--- Extracted entries Enclosed Below ---
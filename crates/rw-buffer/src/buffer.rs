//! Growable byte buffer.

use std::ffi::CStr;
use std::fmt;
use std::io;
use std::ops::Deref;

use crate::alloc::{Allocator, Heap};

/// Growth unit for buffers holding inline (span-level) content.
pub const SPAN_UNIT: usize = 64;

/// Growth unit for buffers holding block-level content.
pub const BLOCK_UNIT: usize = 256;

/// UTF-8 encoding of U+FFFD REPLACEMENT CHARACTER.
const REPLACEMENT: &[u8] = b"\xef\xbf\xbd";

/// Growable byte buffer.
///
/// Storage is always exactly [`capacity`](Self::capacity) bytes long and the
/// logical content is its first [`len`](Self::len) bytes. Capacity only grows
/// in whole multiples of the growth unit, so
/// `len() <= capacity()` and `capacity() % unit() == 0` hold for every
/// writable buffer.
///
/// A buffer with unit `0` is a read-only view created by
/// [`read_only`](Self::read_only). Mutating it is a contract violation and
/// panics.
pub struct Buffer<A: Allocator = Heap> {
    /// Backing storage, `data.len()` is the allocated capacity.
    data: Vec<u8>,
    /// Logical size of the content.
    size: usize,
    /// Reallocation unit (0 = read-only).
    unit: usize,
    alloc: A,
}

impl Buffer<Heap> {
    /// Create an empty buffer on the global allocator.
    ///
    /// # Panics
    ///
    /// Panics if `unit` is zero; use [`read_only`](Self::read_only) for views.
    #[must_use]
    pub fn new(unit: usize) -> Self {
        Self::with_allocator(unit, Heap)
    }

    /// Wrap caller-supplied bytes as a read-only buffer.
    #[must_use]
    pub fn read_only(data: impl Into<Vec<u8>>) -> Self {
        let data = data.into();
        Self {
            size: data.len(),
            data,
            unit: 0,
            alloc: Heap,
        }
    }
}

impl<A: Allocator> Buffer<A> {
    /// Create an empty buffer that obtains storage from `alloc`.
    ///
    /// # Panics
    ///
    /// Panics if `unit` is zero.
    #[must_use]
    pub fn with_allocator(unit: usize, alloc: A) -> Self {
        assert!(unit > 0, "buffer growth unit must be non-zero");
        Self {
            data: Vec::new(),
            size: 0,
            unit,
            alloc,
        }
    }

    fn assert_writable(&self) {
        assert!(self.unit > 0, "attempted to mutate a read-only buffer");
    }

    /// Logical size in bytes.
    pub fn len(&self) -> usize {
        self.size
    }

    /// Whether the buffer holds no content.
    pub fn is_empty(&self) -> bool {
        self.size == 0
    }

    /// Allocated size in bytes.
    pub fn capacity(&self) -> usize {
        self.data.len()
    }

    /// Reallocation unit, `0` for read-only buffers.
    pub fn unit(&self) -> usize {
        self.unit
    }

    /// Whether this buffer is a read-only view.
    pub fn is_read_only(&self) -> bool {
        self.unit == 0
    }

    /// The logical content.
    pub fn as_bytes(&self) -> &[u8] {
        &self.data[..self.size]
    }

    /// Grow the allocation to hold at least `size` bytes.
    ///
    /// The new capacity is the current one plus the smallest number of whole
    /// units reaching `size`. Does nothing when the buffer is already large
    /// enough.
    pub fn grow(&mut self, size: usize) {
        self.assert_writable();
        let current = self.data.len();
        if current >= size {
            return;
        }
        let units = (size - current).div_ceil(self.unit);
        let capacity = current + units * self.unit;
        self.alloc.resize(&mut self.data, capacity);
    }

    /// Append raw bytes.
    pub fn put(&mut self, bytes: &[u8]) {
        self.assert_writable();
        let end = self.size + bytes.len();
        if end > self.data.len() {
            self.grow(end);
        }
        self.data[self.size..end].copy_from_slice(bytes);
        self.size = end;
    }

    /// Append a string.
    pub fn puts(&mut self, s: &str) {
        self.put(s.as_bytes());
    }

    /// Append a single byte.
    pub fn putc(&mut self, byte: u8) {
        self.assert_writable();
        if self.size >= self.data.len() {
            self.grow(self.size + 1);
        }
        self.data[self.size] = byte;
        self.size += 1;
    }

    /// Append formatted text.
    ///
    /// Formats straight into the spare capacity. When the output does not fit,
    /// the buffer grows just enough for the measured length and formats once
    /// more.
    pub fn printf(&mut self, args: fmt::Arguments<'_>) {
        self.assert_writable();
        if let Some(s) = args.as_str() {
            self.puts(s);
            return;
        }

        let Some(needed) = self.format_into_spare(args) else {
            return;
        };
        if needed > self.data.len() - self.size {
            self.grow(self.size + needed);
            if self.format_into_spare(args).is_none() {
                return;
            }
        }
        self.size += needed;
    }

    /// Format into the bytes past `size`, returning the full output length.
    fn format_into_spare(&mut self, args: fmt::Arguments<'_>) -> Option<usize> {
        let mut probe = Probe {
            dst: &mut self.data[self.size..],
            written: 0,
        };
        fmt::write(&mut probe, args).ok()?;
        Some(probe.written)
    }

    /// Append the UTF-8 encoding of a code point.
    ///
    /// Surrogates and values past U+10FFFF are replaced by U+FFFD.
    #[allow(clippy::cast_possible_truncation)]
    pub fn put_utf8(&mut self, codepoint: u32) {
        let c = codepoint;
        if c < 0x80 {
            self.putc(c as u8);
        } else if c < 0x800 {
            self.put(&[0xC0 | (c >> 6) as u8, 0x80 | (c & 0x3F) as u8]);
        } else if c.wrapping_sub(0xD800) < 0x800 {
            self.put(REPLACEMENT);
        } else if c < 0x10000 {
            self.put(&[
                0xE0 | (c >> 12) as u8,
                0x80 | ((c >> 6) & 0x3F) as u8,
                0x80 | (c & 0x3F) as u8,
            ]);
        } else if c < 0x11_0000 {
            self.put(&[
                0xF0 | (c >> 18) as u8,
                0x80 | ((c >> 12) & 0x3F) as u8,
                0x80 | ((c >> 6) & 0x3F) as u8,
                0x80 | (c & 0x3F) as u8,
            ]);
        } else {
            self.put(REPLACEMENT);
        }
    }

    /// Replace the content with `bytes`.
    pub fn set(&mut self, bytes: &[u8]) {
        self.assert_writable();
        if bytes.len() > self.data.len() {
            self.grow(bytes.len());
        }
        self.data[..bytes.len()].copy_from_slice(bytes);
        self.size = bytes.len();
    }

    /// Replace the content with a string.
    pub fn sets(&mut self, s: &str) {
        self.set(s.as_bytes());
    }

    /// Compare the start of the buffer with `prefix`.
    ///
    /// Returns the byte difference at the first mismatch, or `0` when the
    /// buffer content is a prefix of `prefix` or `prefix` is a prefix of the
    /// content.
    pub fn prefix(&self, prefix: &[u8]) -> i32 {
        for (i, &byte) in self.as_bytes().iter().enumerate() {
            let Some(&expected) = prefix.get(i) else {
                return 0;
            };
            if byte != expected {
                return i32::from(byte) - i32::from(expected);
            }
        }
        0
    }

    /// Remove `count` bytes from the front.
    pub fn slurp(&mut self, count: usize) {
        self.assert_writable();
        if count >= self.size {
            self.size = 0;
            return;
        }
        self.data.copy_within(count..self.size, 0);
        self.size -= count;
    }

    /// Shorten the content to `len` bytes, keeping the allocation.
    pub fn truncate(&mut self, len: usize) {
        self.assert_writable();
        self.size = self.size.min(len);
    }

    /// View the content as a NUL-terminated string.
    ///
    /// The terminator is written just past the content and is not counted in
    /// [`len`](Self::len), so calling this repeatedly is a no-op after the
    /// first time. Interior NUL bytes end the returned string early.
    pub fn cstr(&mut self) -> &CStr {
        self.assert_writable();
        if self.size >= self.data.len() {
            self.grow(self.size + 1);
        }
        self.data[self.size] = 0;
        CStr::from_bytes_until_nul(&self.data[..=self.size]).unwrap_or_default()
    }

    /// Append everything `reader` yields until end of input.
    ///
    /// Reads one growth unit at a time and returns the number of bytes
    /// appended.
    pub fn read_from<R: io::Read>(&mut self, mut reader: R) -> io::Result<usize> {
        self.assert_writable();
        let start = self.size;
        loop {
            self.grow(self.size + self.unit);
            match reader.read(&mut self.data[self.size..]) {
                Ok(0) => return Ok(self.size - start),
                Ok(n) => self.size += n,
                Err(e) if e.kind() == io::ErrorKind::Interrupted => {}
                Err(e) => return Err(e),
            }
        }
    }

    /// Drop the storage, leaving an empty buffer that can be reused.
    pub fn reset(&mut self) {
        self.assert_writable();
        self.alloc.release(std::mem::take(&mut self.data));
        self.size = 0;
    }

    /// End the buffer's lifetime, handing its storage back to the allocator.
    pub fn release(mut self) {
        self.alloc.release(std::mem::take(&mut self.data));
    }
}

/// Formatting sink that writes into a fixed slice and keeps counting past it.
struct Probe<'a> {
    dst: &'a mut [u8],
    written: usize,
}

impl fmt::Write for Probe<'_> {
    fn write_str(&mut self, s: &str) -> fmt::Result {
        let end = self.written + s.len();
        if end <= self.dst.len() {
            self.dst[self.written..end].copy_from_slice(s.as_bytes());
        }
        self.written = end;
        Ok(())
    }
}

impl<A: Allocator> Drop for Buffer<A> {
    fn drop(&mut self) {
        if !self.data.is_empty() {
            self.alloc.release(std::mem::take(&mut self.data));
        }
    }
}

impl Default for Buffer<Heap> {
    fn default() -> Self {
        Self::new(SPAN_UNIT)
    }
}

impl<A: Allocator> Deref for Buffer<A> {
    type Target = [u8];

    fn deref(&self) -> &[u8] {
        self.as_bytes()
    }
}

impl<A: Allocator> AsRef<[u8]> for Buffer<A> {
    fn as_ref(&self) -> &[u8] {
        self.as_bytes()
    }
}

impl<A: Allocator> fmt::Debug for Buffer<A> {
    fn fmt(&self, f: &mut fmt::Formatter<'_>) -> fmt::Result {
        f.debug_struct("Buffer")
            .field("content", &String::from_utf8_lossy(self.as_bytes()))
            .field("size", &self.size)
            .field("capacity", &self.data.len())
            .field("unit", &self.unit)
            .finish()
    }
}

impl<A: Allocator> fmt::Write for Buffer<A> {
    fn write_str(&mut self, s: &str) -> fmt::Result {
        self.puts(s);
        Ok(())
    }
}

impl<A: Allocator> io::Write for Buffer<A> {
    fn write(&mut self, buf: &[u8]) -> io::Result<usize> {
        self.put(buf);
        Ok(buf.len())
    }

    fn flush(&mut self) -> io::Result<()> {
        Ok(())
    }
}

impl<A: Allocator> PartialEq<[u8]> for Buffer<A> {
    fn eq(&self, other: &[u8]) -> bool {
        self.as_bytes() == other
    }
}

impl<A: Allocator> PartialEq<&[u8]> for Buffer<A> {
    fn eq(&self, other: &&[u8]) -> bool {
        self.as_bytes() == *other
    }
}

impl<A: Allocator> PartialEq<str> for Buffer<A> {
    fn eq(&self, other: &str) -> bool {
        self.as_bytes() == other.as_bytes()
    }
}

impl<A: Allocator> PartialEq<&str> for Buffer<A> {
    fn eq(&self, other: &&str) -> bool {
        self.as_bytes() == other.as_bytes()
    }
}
--- End of Enclosed Extracted entries ---
Restate word for word the entries above from the line with "pub fn put_utf8(&mut" through the line with "self.put(&[0xC0 | (c", inclusive, leaving out everything else.

    pub fn put_utf8(&mut self, codepoint: u32) {
        let c = codepoint;
        if c < 0x80 {
            self.putc(c as u8);
        } else if c < 0x800 {
            self.put(&[0xC0 | (c >> 6) as u8, 0x80 | (c & 0x3F) as u8]);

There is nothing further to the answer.